4. Regulatory pathways

Looking beyond well-designed studies and the clinical evidence to date, acceptance of TIL biomarkers in oncologic practice requires peer consensus between all stakeholders, namely, pathologists, oncologists, patients, scientists, industry, and the regulatory authorities. Subsequently, assays may be incorporated into standard guidelines from professional organizations, such as the American Society of Clinical Oncology (ASCO) and the European Medical Oncology Association (ESMO). Depending on the indications and intended use of TILs, attaining regulatory acceptance is needed according to the regional policies, for example, through health agencies such as the US Food and Drug Administration (FDA) and the European Medicines Agency (EMA). It remains unknown, however, regarding the regulatory framework needed for TILs, and this varies regionally. Within the context of drug development studies, health agencies play an important role in overseeing processes related to drug development, including the use of biomarkers to evaluate drug efficacy. Applications to the biomarker qualification program through the FDA would be required to define the context of use (COU) and to meet the rigorous evidentiary standards for review prior to approval [Citation12,Citation13]. Other regulatory pathways include 510(k) programs administered by the FDA to evaluate the intended use of predictive, prognostic, and theragnostic biomarker assays. An integral step in this process includes risk analysis for patients concerning false negatives or false positives; in essence, applications must demonstrate substantial evidence for good biomarker performance for clinical endpoints [Citation20]. Taken together, achieving these regulatory approvals may boost confidence in TILs as a standard biomarker and advance routine incorporation into prospective drug-driven clinical trials by the pharmaceutical industry and everyday practice.

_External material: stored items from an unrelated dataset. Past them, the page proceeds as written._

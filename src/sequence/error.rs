//! Errors raised by the sequence layer.

/// Returned by `reduce`/`reduce_while` when the source has no elements.
///
/// This is API misuse, not an absent value: there is no first element to
/// seed the accumulator with, so no wrapped result exists at all.
#[derive(Debug, Clone, Copy, PartialEq, Eq, Hash, thiserror::Error)]
#[error("cannot reduce an empty sequence")]
pub struct EmptySequenceError;
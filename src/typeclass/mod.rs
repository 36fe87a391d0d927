//! Type class traits shared by every wrapper kind.
//!
//! - [`Kind`] / [`TypeConstructor`]: Higher-Kinded Type emulation; each
//!   wrapper kind implements `Kind` once through a marker type.
//! - [`Functor`], [`Monad`]: value-level mapping and sequencing, available on
//!   every wrapper.
//! - [`Applicative`]: N-ary `zip`/`lift` combinators on kind markers.
//! - [`Semigroup`], [`Monoid`]: associative combination with an identity.
//!
//! # Examples
//!
//! ```rust
//! use wrapt::control::{Maybe, MaybeKind};
//! use wrapt::typeclass::{Applicative, Monad, Monoid};
//!
//! let sum = MaybeKind::zip2(Maybe::of(1), Maybe::of(2), |a, b| a + b);
//! assert_eq!(sum.flat_map(|n| Maybe::of(n * 2)), Maybe::of(6));
//!
//! assert_eq!(Maybe::combine_all([Maybe::none(), Maybe::of(1)]), Maybe::of(1));
//! ```

mod applicative;
mod functor;
mod higher;
mod monad;
mod monoid;
mod semigroup;

pub use applicative::Applicative;
pub use functor::Functor;
pub use higher::{Apply, Kind, TypeConstructor};
pub use monad::Monad;
pub use monoid::Monoid;
pub use semigroup::Semigroup;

5. Conclusion and future perspectives

In conclusion, there has been substantial work in the assessment of TILs, which has been coupled with a concerted international effort. Previous studies have shown the validity of TILs to characterize breast cancer immune phenotypes, as well as their importance for more in-depth multiplex analysis of the immune infiltrate, as well as their utility as a predictive and prognostic biomarker. Interestingly, HE-slides remain as the starting point for assessing immune infiltrates in breast tumors. With the overarching aim of improving oncologic management and ultimately patient outcomes, the direction moving forward will be to drive widespread access to assessment tools, incorporate TIL evaluation into emerging clinical trials, and work with regional health agencies to carry out regulatory approval (where applicable). Although TILs are still not yet fully realized into the diagnostic and treatment pathway, there are indeed indicators that point to a promising assay to enhance precision oncology strategies. Only unbiased quality of data over speed can help in the correct implementation and use of TILs in our current and future clinical trials and daily practices.

Declaration of interest

The authors have no relevant affiliations or financial involvement with any organization or entity with a financial interest in or financial conflict with the subject matter or materials discussed in the manuscript. This includes employment, consultancies, honoraria, stock ownership or options, expert testimony, grants or patents received or pending, or royalties.

Reviewer disclosures

A reviewer on this manuscript has received travel support from Pfizer, Novartis, Amgen and Daiichi Sankyo. The remaining reviewers have no other relevant financial relationships or otherwise to disclose.

Additional information

Funding

WT Tran and FI Lu have received grant funding from the Tri-Council (CIHR) Government of Canada’s New Frontiers in Research Fund (NFRF, Grant # NFRFE-2019-00193). WT Tran has also received funding from the Terry Fox Research Institute (TFRI, Grant #1083), the Women’s Health Golf Classic Foundation Fund, and the CAMRT Research Grant (Grant #2021-01).